Uprising in the Ottoman Empire

Atmeydanı incident (Atmeydanı Vakası) was an uprising which occurred at the Hippodrome of Constantinople (Atmeydanı) in Constantinople, the capital of the Ottoman Empire, in 1648.

== Background ==
Sultan Ibrahim (reigned 1640–1648) of the Ottoman Empire was dethroned on 12 August 1648. Several days later he was killed. His 6-year-old son Mehmet IV (reigned 1648–1687) ascended the throne. It was a custom in the Ottoman Empire that the new sultan tip the soldiers (Culus bahşişi) when he ascended the throne. However, due to the costly Cretan War ongoing, the regents of the sultan were unable to pay the required tip.
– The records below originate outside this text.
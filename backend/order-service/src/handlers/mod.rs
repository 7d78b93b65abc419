//! HTTP request handlers
//!
//! Responses use the `{"success": ..., "data"|"message": ...}` envelope the
//! frontend expects; failures go through `AppError`.

pub mod cart;
pub mod food;
pub mod orders;
pub mod users;

use actix_web::HttpResponse;
use serde::Serialize;

pub(crate) fn data_response<T: Serialize>(data: T) -> HttpResponse {
    HttpResponse::Ok().json(serde_json::json!({ "success": true, "data": data }))
}

pub(crate) fn message_response(message: &str) -> HttpResponse {
    HttpResponse::Ok().json(serde_json::json!({ "success": true, "message": message }))
}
The sipahi corps, the main cavalry units of the Ottoman Army, were especially complainant, for they were not paid soldiers.

== Incident ==
Two months later, the Ottoman Porte, the government, decided to send sipahi units to Crete. The angry sipahis returned to Constantinople to demand their tips along with some other rights. Some residents in Constantinople also joined them. They gathered in the square named Atmeydanı, the Hippodrome from the Byzantine times, situated in front of the Topkapı Palace. According to the Romanian historian Nicolae Iorga (1871–1940), Valide sultan Kösem Sultan, the mother of Sultan Ibrahim, secretly supported the mob. The demands became more extreme, including demands for the execution of some statesmen, although the government met most of them in the beginning. One of the negotiators sent to the scene, actually a member of the janissary corps, was killed by the mob. Then, the janissaries loyal to the palace were charged over the sipahis. After bloody clashes, the better organized janissaries defeated the sipahis.

== Aftermath ==
The sipahis were subdued. However, the janissaries gained too much power and soon began to create unrest in Constantinople. The troubled years of the Empire lasted until the beginning of Köprülü era in 1656.